The effectiveness of an index varies from one implementation to another. If you migrate a database from one platform to another, the indexes that gave the best performance on the first system may not perform the best on the new platform. In fact, the performance may be worse than if you hadn’t indexed the database at all. You must optimize your indexes for each DBMS and hardware configuration. Try various indexing schemes to see which one gives you the best overall performance, and consider both retrieval speed and update speed.
To create indexes for the PowerDesign table, click the Indexes icon located to the right of the Primary Key icon in the Table Design toolbar. The Indexes dialog box appears and already has entries for PostalCode and ProposalNumber. Figure shows the Indexes dialog box.
Access automatically creates an index for PostalCode because that field is often used for retrievals. It automatically indexes the primary key as well.

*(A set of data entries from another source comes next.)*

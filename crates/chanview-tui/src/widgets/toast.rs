//! Toast notifications — transient confirmations in the top-right corner.

use std::collections::VecDeque;
use std::time::{Duration, Instant};

use ratatui::{
    layout::Rect,
    style::{Modifier, Style},
    text::{Line, Span},
    widgets::{Clear, Paragraph},
    Frame,
};

use unicode_width::UnicodeWidthStr;

use crate::theme::{C_TOAST_ERROR, C_TOAST_INFO, C_TOAST_SUCCESS};

#[derive(Debug, Clone, Copy, PartialEq)]
pub enum Severity {
    Info,
    Success,
    Error,
}

impl Severity {
    fn icon(self) -> &'static str {
        match self {
            Self::Info => "·",
            Self::Success => "✓",
            Self::Error => "✗",
        }
    }

    fn color(self) -> ratatui::style::Color {
        match self {
            Self::Info => C_TOAST_INFO,
            Self::Success => C_TOAST_SUCCESS,
            Self::Error => C_TOAST_ERROR,
        }
    }
}

struct Toast {
    message: String,
    severity: Severity,
    expires: Instant,
}

pub struct ToastManager {
    toasts: VecDeque<Toast>,
    max_visible: usize,
}

impl ToastManager {
    pub fn new() -> Self {
        Self {
            toasts: VecDeque::new(),
            max_visible: 4,
        }
    }

    pub fn push(&mut self, message: impl Into<String>, severity: Severity, duration: Duration) {
        // Same message again just refreshes its expiry.
        let msg = message.into();
        self.toasts.retain(|t| t.message != msg);
        self.toasts.push_back(Toast {
            message: msg,
            severity,
            expires: Instant::now() + duration,
        });
        while self.toasts.len() > self.max_visible * 2 {
            self.toasts.pop_front();
        }
    }

    pub fn info(&mut self, message: impl Into<String>) {
        self.push(message, Severity::Info, Duration::from_secs(3));
    }

    pub fn success(&mut self, message: impl Into<String>) {
        self.push(message, Severity::Success, Duration::from_secs(3));
    }

    pub fn error(&mut self, message: impl Into<String>) {
        self.push(message, Severity::Error, Duration::from_secs(5));
    }

    /// Remove expired toasts. Call each tick.
    pub fn tick(&mut self) {
        let now = Instant::now();
        self.toasts.retain(|t| t.expires > now);
    }

    pub fn is_empty(&self) -> bool {
        self.toasts.is_empty()
    }

    /// Newest-first `(severity, message)` pairs that would be drawn.
    pub fn visible(&self) -> Vec<(Severity, &str)> {
        self.toasts
            .iter()
            .rev()
            .take(self.max_visible)
            .map(|t| (t.severity, t.message.as_str()))
            .collect()
    }

    /// Render toasts in the top-right corner of `area`.
    pub fn draw(&self, frame: &mut Frame, area: Rect) {
        if self.is_empty() {
            return;
        }
        let max_width = (area.width / 2).clamp(30, 60).min(area.width);
        let mut y = area.y + 1;

        for (severity, message) in self.visible() {
            if y >= area.y + area.height {
                break;
            }
            let msg_len = message.width() as u16;
            let w = (msg_len + 4).min(max_width);
            let x = area.x + area.width.saturating_sub(w + 1);
            let toast_area = Rect {
                x,
                y,
                width: w,
                height: 1,
            };
            frame.render_widget(Clear, toast_area);
            let paragraph = Paragraph::new(Line::from(vec![Span::styled(
                format!(" {} {} ", severity.icon(), message),
                Style::default()
                    .fg(severity.color())
                    .add_modifier(Modifier::BOLD),
            )]));
            frame.render_widget(paragraph, toast_area);
            y += 1;
        }
    }
}

impl Default for ToastManager {
    fn default() -> Self {
        Self::new()
    }
}
mod action;
mod app;
mod browser;
mod component;
mod components;
mod desktop;
mod focus;
mod screen;
mod theme;
mod ticket;
mod widgets;

use clap::Parser;

use chanview_proto::client::ChannelClient;
use chanview_proto::config::Config;

/// Browse and search live stream channels, and hand them to a player.
#[derive(Debug, Parser)]
#[command(name = "chanview", version, about)]
struct Cli {
    /// Backend base URL, e.g. http://127.0.0.1:40006
    #[arg(long, value_name = "URL")]
    backend: Option<String>,
    /// Page to open on startup
    #[arg(long, value_name = "N", default_value_t = 1, value_parser = clap::value_parser!(u32).range(1..))]
    page: u32,
    /// URI scheme the external player registers (vlc → vlc://<url>)
    #[arg(long, value_name = "SCHEME")]
    player_scheme: Option<String>,
}

#[tokio::main]
async fn main() -> anyhow::Result<()> {
    let cli = Cli::parse();

    let data_dir = chanview_proto::platform::data_dir();
    std::fs::create_dir_all(&data_dir)?;
    let log_path = data_dir.join("chanview.log");

    let log_file = std::fs::OpenOptions::new()
        .create(true)
        .append(true)
        .open(&log_path)?;

    // Allow RUST_LOG override; default to debug for app code but suppress noisy
    // connection-level DEBUG from HTTP client internals (hyper_util, reqwest).
    let log_filter = std::env::var("RUST_LOG")
        .unwrap_or_else(|_| "debug,hyper_util=warn,reqwest=warn,hyper=warn".to_string());
    tracing_subscriber::fmt()
        .with_writer(log_file)
        .with_env_filter(log_filter.as_str())
        .with_ansi(false)
        .init();

    // Print log path to stderr so the operator can tail it immediately.
    eprintln!("chanview log: {}", log_path.display());

    tracing::info!("chanview starting…");

    // ── Load config ──────────────────────────────────────────────────────────
    let mut config = Config::load().unwrap_or_else(|e| {
        tracing::warn!("config unreadable, using defaults: {}", e);
        Config::default()
    });
    if let Some(base_url) = cli.backend {
        config.backend.base_url = base_url;
    }
    if let Some(scheme) = cli.player_scheme {
        config.player.scheme = scheme;
    }
    tracing::info!(
        "backend {} (sort_by={:?}, group_by={:?}), player scheme {}",
        config.backend.base_url,
        config.backend.sort_by,
        config.backend.group_by,
        config.player.scheme
    );

    let client = ChannelClient::new(&config.backend)?;

    // ── Run TUI ──────────────────────────────────────────────────────────────
    let app = app::App::new(
        client,
        desktop::SystemDesktop::new(),
        config.backend.base_url.clone(),
        config.player.scheme.clone(),
        cli.page,
    );
    app.run().await?;

    tracing::info!("chanview exiting");
    Ok(())
}
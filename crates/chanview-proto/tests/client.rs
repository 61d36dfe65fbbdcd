//! ChannelClient against a throwaway in-process backend.
//!
//! Each test binds an axum router on 127.0.0.1:0 that mimics the channel
//! backend closely enough to check query encoding and failure mapping.

use std::collections::HashMap;

use axum::{
    extract::Query,
    http::StatusCode,
    response::IntoResponse,
    routing::get,
    Json, Router,
};
use chanview_proto::client::{ApiError, ChannelClient};
use chanview_proto::config::BackendConfig;
use chanview_proto::protocol::{Channel, ChannelQuery};

async fn spawn_backend(router: Router) -> String {
    let listener = tokio::net::TcpListener::bind("127.0.0.1:0").await.unwrap();
    let addr = listener.local_addr().unwrap();
    tokio::spawn(async move {
        axum::serve(listener, router).await.unwrap();
    });
    format!("http://{}", addr)
}

fn client_for(base_url: String) -> ChannelClient {
    ChannelClient::new(&BackendConfig {
        base_url,
        ..BackendConfig::default()
    })
    .unwrap()
}

/// Echoes the received query parameters back as channel names, sorted by key.
async fn echo_params(Query(params): Query<HashMap<String, String>>) -> Json<Vec<Channel>> {
    let mut keys: Vec<_> = params.keys().cloned().collect();
    keys.sort();
    Json(
        keys.into_iter()
            .map(|k| {
                let v = params[&k].clone();
                Channel::new(format!("{}={}", k, v), "", "http://echo")
            })
            .collect(),
    )
}

#[tokio::test]
async fn test_page_returns_channels_in_backend_order() {
    let router = Router::new().route(
        "/channels",
        get(|Query(params): Query<HashMap<String, String>>| async move {
            assert_eq!(params.get("page").map(String::as_str), Some("1"));
            Json(vec![
                Channel::new("Jazz FM", "Miles Davis - So What", "http://jazz.example/stream"),
                Channel::new("Alpha", "News", "http://alpha.example/live"),
            ])
        }),
    );
    let client = client_for(spawn_backend(router).await);

    let channels = client.fetch(&ChannelQuery::Page(1)).await.unwrap();
    let names: Vec<_> = channels.iter().map(|c| c.name.as_str()).collect();
    assert_eq!(names, ["Jazz FM", "Alpha"]);
    assert_eq!(channels[0].url, "http://jazz.example/stream");
}

#[tokio::test]
async fn test_sort_and_group_are_forwarded() {
    let router = Router::new().route("/channels", get(echo_params));
    let base_url = spawn_backend(router).await;
    let client = ChannelClient::new(&BackendConfig {
        base_url,
        sort_by: Some("name".to_string()),
        group_by: Some("group_title".to_string()),
        timeout_secs: Some(5),
    })
    .unwrap();

    let channels = client.fetch_page(3).await.unwrap();
    let names: Vec<_> = channels.iter().map(|c| c.name.as_str()).collect();
    assert_eq!(names, ["group_by=group_title", "page=3", "sort_by=name"]);
}

#[tokio::test]
async fn test_search_query_is_encoded() {
    let router = Router::new().route("/search", get(echo_params));
    let client = client_for(spawn_backend(router).await);

    let query = "rock & roll #1?";
    let channels = client
        .fetch(&ChannelQuery::Search(query.to_string()))
        .await
        .unwrap();
    assert_eq!(channels.len(), 1);
    assert_eq!(channels[0].name, format!("query={}", query));
}

#[tokio::test]
async fn test_non_ok_status_is_an_error() {
    let router = Router::new()
        .route(
            "/channels",
            get(|| async { StatusCode::INTERNAL_SERVER_ERROR.into_response() }),
        )
        .route(
            "/search",
            get(|| async { StatusCode::SERVICE_UNAVAILABLE.into_response() }),
        );
    let client = client_for(spawn_backend(router).await);

    match client.fetch_page(1).await {
        Err(ApiError::Status(status)) => assert_eq!(status.as_u16(), 500),
        other => panic!("expected status error, got {:?}", other),
    }
    match client.search("jazz").await {
        Err(ApiError::Status(status)) => assert_eq!(status.as_u16(), 503),
        other => panic!("expected status error, got {:?}", other),
    }
}

#[tokio::test]
async fn test_malformed_body_is_decode_error() {
    let router = Router::new().route("/channels", get(|| async { "<html>oops</html>" }));
    let client = client_for(spawn_backend(router).await);

    assert!(matches!(
        client.fetch_page(1).await,
        Err(ApiError::Decode(_))
    ));
}

#[tokio::test]
async fn test_unreachable_backend_is_transport_error() {
    // Grab a free port, then release it so nothing is listening there.
    let listener = tokio::net::TcpListener::bind("127.0.0.1:0").await.unwrap();
    let addr = listener.local_addr().unwrap();
    drop(listener);

    let client = client_for(format!("http://{}", addr));
    assert!(matches!(
        client.fetch_page(1).await,
        Err(ApiError::Transport(_))
    ));
}
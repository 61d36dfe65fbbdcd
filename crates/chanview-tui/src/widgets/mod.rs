pub mod card_list;
pub mod pane;
pub mod search_input;
pub mod status_bar;
pub mod toast;
//! Request tickets — "latest intent wins" for overlapping fetches.
//!
//! Every keystroke in the search box and every page change starts a new
//! request, and nothing cancels the previous one.  Responses can therefore
//! arrive out of order.  Each request carries a [`Ticket`] stamped from a
//! monotonically increasing counter; when a response lands, the
//! [`TicketCounter`] says whether its ticket is still the newest one issued.
//!
//! ```text
//!  issue() → #1 (page 1)      issue() → #2 (search "jaz")
//!  #2 completes  → current   → rendered
//!  #1 completes  → superseded → dropped
//! ```

use chanview_proto::protocol::ChannelQuery;

/// A single in-flight request and what it asked for.
#[derive(Debug, Clone, PartialEq, Eq)]
pub struct Ticket {
    seq: u64,
    pub query: ChannelQuery,
}

impl Ticket {
    pub fn seq(&self) -> u64 {
        self.seq
    }
}

/// Issues tickets and remembers the newest one.
#[derive(Debug, Default)]
pub struct TicketCounter {
    latest: u64,
}

impl TicketCounter {
    pub fn new() -> Self {
        Self::default()
    }

    /// Stamp a new request.  Every earlier ticket becomes superseded.
    pub fn issue(&mut self, query: ChannelQuery) -> Ticket {
        self.latest += 1;
        Ticket {
            seq: self.latest,
            query,
        }
    }

    /// True when no newer ticket has been issued since `ticket`.
    pub fn is_current(&self, ticket: &Ticket) -> bool {
        ticket.seq == self.latest
    }

    /// Sequence number of the newest ticket (0 before the first request).
    pub fn latest(&self) -> u64 {
        self.latest
    }
}
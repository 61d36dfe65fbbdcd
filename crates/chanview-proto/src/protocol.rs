use serde::{Deserialize, Serialize};

/// A stream source as listed by the backend.
///
/// Only `name`, `playing_now` and `url` are guaranteed; the playlist-derived
/// fields are filled in by backends that scan m3u sources and are empty
/// otherwise.
#[derive(Debug, Clone, Serialize, Deserialize, PartialEq, Eq, Default)]
pub struct Channel {
    pub name: String,
    #[serde(default)]
    pub playing_now: String,
    pub url: String,
    #[serde(default)]
    pub tvg_id: String,
    #[serde(default)]
    pub tvg_logo: String,
    #[serde(default)]
    pub group_title: String,
    #[serde(default)]
    pub status: String,
}

impl Channel {
    pub fn new(
        name: impl Into<String>,
        playing_now: impl Into<String>,
        url: impl Into<String>,
    ) -> Self {
        Self {
            name: name.into(),
            playing_now: playing_now.into(),
            url: url.into(),
            ..Self::default()
        }
    }

    /// True when the backend's stream validator marked this channel reachable.
    pub fn is_online(&self) -> bool {
        self.status.eq_ignore_ascii_case("online")
    }
}

/// What a single request to the backend asks for.
#[derive(Debug, Clone, PartialEq, Eq)]
pub enum ChannelQuery {
    /// `GET /channels?page=N` — the paged browse view.
    Page(u32),
    /// `GET /search?query=Q` — unpaginated name search.
    Search(String),
}

impl ChannelQuery {
    /// Short label used in logs.
    pub fn label(&self) -> &'static str {
        match self {
            Self::Page(_) => "load",
            Self::Search(_) => "search",
        }
    }
}
#[cfg(test)]
mod tests {
    use super::*;
    use crate::browser::LOAD_ERROR;
    use crate::desktop::tests::RecordingDesktop;
    use crate::desktop::COPIED_NOTICE;
    use crate::widgets::toast::Severity;
    use chanview_proto::client::StatusCode;
    use chanview_proto::config::BackendConfig;
    use chanview_proto::protocol::ChannelQuery;
    use ratatui::backend::TestBackend;

    fn app() -> App<RecordingDesktop> {
        let client = ChannelClient::new(&BackendConfig::default()).unwrap();
        App::new(
            client,
            RecordingDesktop::default(),
            "http://127.0.0.1:40006",
            "vlc",
            1,
        )
    }

    fn press(app: &mut App<RecordingDesktop>, code: KeyCode) {
        let key = KeyEvent::new(code, KeyModifiers::NONE);
        app.handle_message(AppMessage::Event(Event::Key(key)));
    }

    fn jazz() -> Channel {
        Channel::new("Jazz FM", "Miles Davis - So What", "http://jazz.example/stream")
    }

    /// Complete the newest pending ticket with `result`.
    fn finish(app: &mut App<RecordingDesktop>, result: Result<Vec<Channel>, ApiError>) {
        let ticket = app.pending.pop().unwrap();
        app.pending.clear();
        app.handle_message(AppMessage::Fetched(ticket, result));
    }

    #[test]
    fn test_startup_loads_first_page() {
        let app = app();
        assert_eq!(app.pending.len(), 1);
        assert_eq!(app.pending[0].query, ChannelQuery::Page(1));
        assert!(app.browser.view().channel_list.is_loading());
    }

    #[test]
    fn test_copy_key_writes_clipboard_and_confirms() {
        let mut app = app();
        finish(&mut app, Ok(vec![jazz()]));

        press(&mut app, KeyCode::Char('y'));
        assert_eq!(
            app.desktop.clipboard.as_deref(),
            Some("http://jazz.example/stream")
        );
        assert_eq!(
            app.toast.visible(),
            vec![(Severity::Success, COPIED_NOTICE)]
        );

        press(&mut app, KeyCode::Char('o'));
        assert_eq!(app.desktop.opened, vec!["vlc://http://jazz.example/stream"]);
    }

    #[test]
    fn test_clipboard_failure_is_surfaced() {
        let mut app = app();
        app.desktop.fail = true;
        finish(&mut app, Ok(vec![jazz()]));

        press(&mut app, KeyCode::Char('y'));
        let visible = app.toast.visible();
        assert_eq!(visible.len(), 1);
        assert_eq!(visible[0].0, Severity::Error);
    }

    #[test]
    fn test_typing_switches_between_paged_and_search() {
        let mut app = app();
        finish(&mut app, Ok(vec![]));

        press(&mut app, KeyCode::Char('/'));
        assert_eq!(app.focus.input_mode(), InputMode::Search);

        press(&mut app, KeyCode::Char('j'));
        press(&mut app, KeyCode::Char('a'));
        let queries: Vec<_> = app.pending.iter().map(|t| t.query.clone()).collect();
        assert_eq!(queries, vec![ChannelQuery::Page(1), ChannelQuery::Page(1)]);

        press(&mut app, KeyCode::Char('z'));
        assert_eq!(
            app.pending.last().map(|t| t.query.clone()),
            Some(ChannelQuery::Search("jaz".into()))
        );
    }

    #[test]
    fn test_q_quits_only_outside_search() {
        let mut app = app();
        press(&mut app, KeyCode::Char('/'));
        press(&mut app, KeyCode::Char('q'));
        assert!(!app.should_quit);
        assert_eq!(app.browser.view().search_bar.query(), "q");

        press(&mut app, KeyCode::Tab);
        press(&mut app, KeyCode::Char('q'));
        assert!(app.should_quit);
    }

    #[test]
    fn test_tick_redraws_when_last_toast_expires() {
        let mut app = app();
        finish(&mut app, Ok(vec![jazz()]));
        app.toast.push(COPIED_NOTICE, Severity::Success, Duration::ZERO);

        assert!(app.on_ui_tick());
        assert!(app.toast.is_empty());
        assert!(!app.on_ui_tick());
    }

    #[test]
    fn test_tick_redraws_while_loading() {
        let mut app = app();
        assert!(app.browser.view().channel_list.is_loading());
        assert!(app.on_ui_tick());
    }

    #[test]
    fn test_number_keys_focus_panes() {
        let mut app = app();
        press(&mut app, KeyCode::Char('1'));
        assert!(app.focus.is_focused(ComponentId::SearchBar));
        assert_eq!(app.focus.input_mode(), InputMode::Search);

        // Digits are text while searching.
        press(&mut app, KeyCode::Char('2'));
        assert_eq!(app.browser.view().search_bar.query(), "2");
        assert!(app.focus.is_focused(ComponentId::SearchBar));

        press(&mut app, KeyCode::Tab);
        press(&mut app, KeyCode::Char('2'));
        assert!(app.focus.is_focused(ComponentId::ChannelList));
        assert_eq!(app.focus.input_mode(), InputMode::Browse);
    }

    #[test]
    fn test_prev_on_first_page_issues_nothing() {
        let mut app = app();
        finish(&mut app, Ok(vec![]));
        press(&mut app, KeyCode::Left);
        assert!(app.pending.is_empty());
        press(&mut app, KeyCode::Right);
        assert_eq!(app.pending[0].query, ChannelQuery::Page(2));
    }

    #[test]
    fn test_stale_page_does_not_overwrite_search() {
        let mut app = app();
        let stale = app.pending.pop().unwrap();
        press(&mut app, KeyCode::Char('/'));
        for c in "news".chars() {
            press(&mut app, KeyCode::Char(c));
        }
        finish(&mut app, Ok(vec![jazz()]));
        app.handle_message(AppMessage::Fetched(
            stale,
            Err(ApiError::Status(StatusCode::INTERNAL_SERVER_ERROR)),
        ));
        let list = &app.browser.view().channel_list;
        assert_eq!(list.channels(), &[jazz()]);
        assert_ne!(list.error(), Some(LOAD_ERROR));
    }

    #[test]
    fn test_full_screen_renders() {
        let mut app = app();
        finish(&mut app, Ok(vec![jazz()]));
        let mut terminal = Terminal::new(TestBackend::new(80, 14)).unwrap();
        terminal.draw(|f| app.draw(f)).unwrap();

        let buffer = terminal.backend().buffer();
        let mut text = String::new();
        for y in 0..buffer.area.height {
            for x in 0..buffer.area.width {
                text.push_str(buffer[(x, y)].symbol());
            }
            text.push('\n');
        }
        assert!(text.contains("Jazz FM"));
        assert!(text.contains("Page 1"));
        assert!(text.contains("BROWSE"));
    }
}
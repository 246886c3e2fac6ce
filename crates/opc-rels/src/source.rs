use std::sync::atomic::{AtomicU64, Ordering};

/// Stable identity for the part that owns a relationship.
///
/// Identifier assignment keys on the *identity* of the source part, never its
/// contents: two relationships from the same `SourceId` with equal type (and,
/// for external mode, equal target) share an id, while relationships from
/// different sources never do. Callers mint one `SourceId` per owning part
/// and reuse it for every relationship that part creates.
#[derive(Debug, Clone, Copy, PartialEq, Eq, Hash)]
pub struct SourceId(u64);

static NEXT_SOURCE: AtomicU64 = AtomicU64::new(1);

impl SourceId {
    /// Allocate a fresh identity. Never compares equal to any other
    /// `SourceId::new()` result in the process.
    pub fn new() -> Self {
        SourceId(NEXT_SOURCE.fetch_add(1, Ordering::Relaxed))
    }
}

impl Default for SourceId {
    fn default() -> Self {
        Self::new()
    }
}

You can see that PostalCode isn’t a primary key and isn’t necessarily unique; the opposite is true for ProposalNumber. Create additional indexes for LastName and HowKnown, because they’re likely to be used for retrievals. Figure 4-11 shows how these new indexes are specified.
After you create all your indexes, you can save the new table structure by choosing File➪Save or by clicking the diskette icon on the Table Definition toolbar.
If you use a RAD tool other than Microsoft Access, the specifics that I describe in this section don’t apply to you. You would execute a roughly equivalent procedure, however, to create a database table and its indexes with a different RAD tool.
Deleting a table
In the course of creating a table such as PowerDesign with the exact structure you want, you may create a few intermediate versions along the way. Having these variant tables on your system may confuse people later, so delete them now while they’re still fresh in your mind. To do so, select the table that you want to delete and click the X icon in the menu bar of the database window, as shown in Figure.
Access asks you whether you really want to delete the selected table. Say you do, and it’s permanently deleted.
If Access deletes a table, it deletes all subsidiary tables as well, including any indexes the table may have.